→ **What to do**:
From the entries below, gather every line containing the string "title".

→ **Information supplied**:
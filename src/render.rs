//! The page model: what the content pane shows for the current [`UiState`].
//!
//! [`render_page`] is pure. It resolves the active topic and decides, section by section, which
//! blocks are visible; the terminal UI and the `--render` output both draw from the resulting
//! [`PageView`] and never consult the expansion set themselves.

use crate::app_state::UiState;
use crate::content::ContentStore;
use crate::diagram::Diagram;
use crate::section::{Block, FlowchartRef, Method, Section, SectionKind};
use std::fmt;

/// Placeholder shown when the active topic id does not resolve.
pub const NOT_FOUND_TEXT: &str = "Content not found";

#[derive(Clone, Copy, Debug, PartialEq, Eq)]
/// Whether a section can be collapsed, and its current state if so.
pub enum Toggle {
    /// Narrative section, always shown in full.
    Fixed,
    /// Reference section with its payloads visible.
    Expanded,
    /// Reference section with its payloads hidden.
    Collapsed,
}

impl Toggle {
    #[must_use]
    /// Chevron drawn before a reference heading.
    pub fn chevron(self) -> Option<&'static str> {
        match self {
            Self::Fixed => None,
            Self::Expanded => Some("▾"),
            Self::Collapsed => Some("▸"),
        }
    }
}

#[derive(Clone, Debug, PartialEq, Eq)]
/// Method and path of a reference section; either may be missing.
pub struct Badge {
    /// HTTP verb.
    pub method: Option<Method>,
    /// Request path.
    pub endpoint: Option<String>,
}

impl Badge {
    fn of(section: &Section) -> Option<Self> {
        section.is_reference().then(|| Self {
            method: section.method,
            endpoint: section.endpoint.clone(),
        })
    }

    #[must_use]
    /// `METHOD /path`, or whichever half exists.
    pub fn text(&self) -> String {
        match (self.method, &self.endpoint) {
            (Some(method), Some(endpoint)) => format!("{method} {endpoint}"),
            (Some(method), None) => method.to_string(),
            (None, Some(endpoint)) => endpoint.clone(),
            (None, None) => String::new(),
        }
    }
}

#[derive(Clone, Copy, Debug, PartialEq, Eq)]
/// Which sample a payload card holds.
pub enum PayloadKind {
    /// Request headers.
    Headers,
    /// Request body.
    RequestBody,
    /// Response body.
    Response,
    /// Free-standing code sample of a narrative section.
    Code,
}

impl PayloadKind {
    #[must_use]
    /// Card title.
    pub fn title(self) -> &'static str {
        match self {
            Self::Headers => "Headers",
            Self::RequestBody => "Request Body",
            Self::Response => "Response",
            Self::Code => "Code",
        }
    }
}

#[derive(Clone, Debug, PartialEq, Eq)]
/// A visible sample block.
pub struct Payload {
    /// What the sample is.
    pub kind: PayloadKind,
    /// Language hint for highlighting.
    pub language: Option<String>,
    /// Sample text.
    pub text: String,
}

#[derive(Clone, Debug, PartialEq, Eq)]
/// One section as it should appear right now.
pub struct SectionView {
    /// Position in the document, the index used by [`crate::app_state::Event::ToggleSection`].
    pub index: usize,
    /// Heading text.
    pub heading: String,
    /// Endpoint badge for reference sections.
    pub badge: Option<Badge>,
    /// Body blocks, shown in every state.
    pub blocks: Vec<Block>,
    /// Collapse state.
    pub toggle: Toggle,
    /// Samples to show, in display order.
    pub payloads: Vec<Payload>,
    /// Diagram shown under the body, in every state.
    pub diagram: Option<FlowchartRef>,
}

#[derive(Clone, Debug, PartialEq, Eq)]
/// The content pane for the active topic.
pub enum PageView {
    /// The active topic id does not resolve.
    NotFound,
    /// A resolved document.
    Document {
        /// Page title.
        title: String,
        /// Lead text.
        description: String,
        /// Sections in page order.
        sections: Vec<SectionView>,
    },
}

/// Payloads visible for a section in a given state.
///
/// Expanded reference sections show headers, request body and response, in that order. Collapsed
/// ones show none. Narrative sections show their code sample.
fn visible_payloads(section: &Section, toggle: Toggle) -> Vec<Payload> {
    match toggle {
        Toggle::Collapsed => Vec::new(),
        Toggle::Expanded => [
            (PayloadKind::Headers, &section.headers, None),
            (PayloadKind::RequestBody, &section.request_body, Some("json")),
            (PayloadKind::Response, &section.response, Some("json")),
        ]
        .into_iter()
        .filter_map(|(kind, text, language)| {
            text.as_ref().map(|text| Payload {
                kind,
                language: language.map(str::to_string),
                text: text.clone(),
            })
        })
        .collect(),
        Toggle::Fixed => section
            .code
            .iter()
            .map(|code| Payload {
                kind: PayloadKind::Code,
                language: code.language.clone(),
                text: code.text.clone(),
            })
            .collect(),
    }
}

#[must_use]
/// Builds the page for the active topic of `ui`.
pub fn render_page(store: &ContentStore, ui: &UiState) -> PageView {
    let Some(document) = store.lookup(&ui.active_topic_id) else {
        tracing::debug!(topic = %ui.active_topic_id, "no document for topic");
        return PageView::NotFound;
    };
    let sections = document
        .sections
        .iter()
        .enumerate()
        .map(|(index, section)| {
            let toggle = match section.kind() {
                SectionKind::Narrative => Toggle::Fixed,
                SectionKind::Reference if ui.is_expanded(index) => Toggle::Expanded,
                SectionKind::Reference => Toggle::Collapsed,
            };
            SectionView {
                index,
                heading: section.heading.clone(),
                badge: Badge::of(section),
                blocks: section.blocks.clone(),
                toggle,
                payloads: visible_payloads(section, toggle),
                diagram: section.flowchart,
            }
        })
        .collect();
    PageView::Document {
        title: document.title.clone(),
        description: document.description.clone(),
        sections,
    }
}

impl PageView {
    #[must_use]
    /// Sections of a resolved page; empty for the placeholder.
    pub fn sections(&self) -> &[SectionView] {
        match self {
            Self::NotFound => &[],
            Self::Document { sections, .. } => sections,
        }
    }

    #[must_use]
    /// Unstyled text rendition; the placeholder renders as exactly [`NOT_FOUND_TEXT`].
    pub fn to_plain_text(&self) -> String {
        self.to_string()
    }
}

impl fmt::Display for PageView {
    fn fmt(&self, f: &mut fmt::Formatter<'_>) -> fmt::Result {
        let Self::Document {
            title,
            description,
            sections,
        } = self
        else {
            return f.write_str(NOT_FOUND_TEXT);
        };
        writeln!(f, "{title}")?;
        writeln!(f, "{}", "=".repeat(title.chars().count()))?;
        if !description.is_empty() {
            writeln!(f, "\n{description}")?;
        }
        for section in sections {
            writeln!(f)?;
            section.write_plain(f)?;
        }
        Ok(())
    }
}

impl SectionView {
    fn write_plain(&self, out: &mut impl fmt::Write) -> fmt::Result {
        match self.toggle.chevron() {
            Some(chevron) => writeln!(out, "## {chevron} {}", self.heading)?,
            None => writeln!(out, "## {}", self.heading)?,
        }
        if let Some(badge) = &self.badge {
            writeln!(out, "{}", badge.text())?;
        }
        for block in &self.blocks {
            writeln!(out)?;
            write_block(block, out)?;
        }
        if let Some(reference) = self.diagram {
            writeln!(out, "\n[diagram: {}]", Diagram::for_ref(reference).title)?;
        }
        for payload in &self.payloads {
            writeln!(out, "\n{}:\n{}", payload.kind.title(), payload.text)?;
        }
        Ok(())
    }
}

fn write_block(block: &Block, out: &mut impl fmt::Write) -> fmt::Result {
    match block {
        Block::Paragraph { text } => writeln!(out, "{text}"),
        Block::Subheading { text } => writeln!(out, "### {text}"),
        Block::List { ordered, items } => {
            let mut number = 0;
            for item in items {
                let indent = "  ".repeat(item.depth);
                if *ordered && item.depth == 0 {
                    number += 1;
                    writeln!(out, "{indent}{number}. {}", item.text)?;
                } else {
                    writeln!(out, "{indent}- {}", item.text)?;
                }
            }
            Ok(())
        }
        Block::Table { header, rows } => {
            writeln!(out, "{}", header.join(" | "))?;
            for row in rows {
                writeln!(out, "{}", row.join(" | "))?;
            }
            Ok(())
        }
    }
}

#[cfg(test)]
#[path = "tests/render.rs"]
mod tests;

→ **Written answer**:
    /// Card title.
    pub fn title(self) -> &'static str {
        /// Page title.
        title: String,
        title: document.title.clone(),
            title,
        writeln!(f, "{title}")?;
        writeln!(f, "{}", "=".repeat(title.chars().count()))?;
            writeln!(out, "\n[diagram: {}]", Diagram::for_ref(reference).title)?;
            writeln!(out, "\n{}:\n{}", payload.kind.title(), payload.text)?;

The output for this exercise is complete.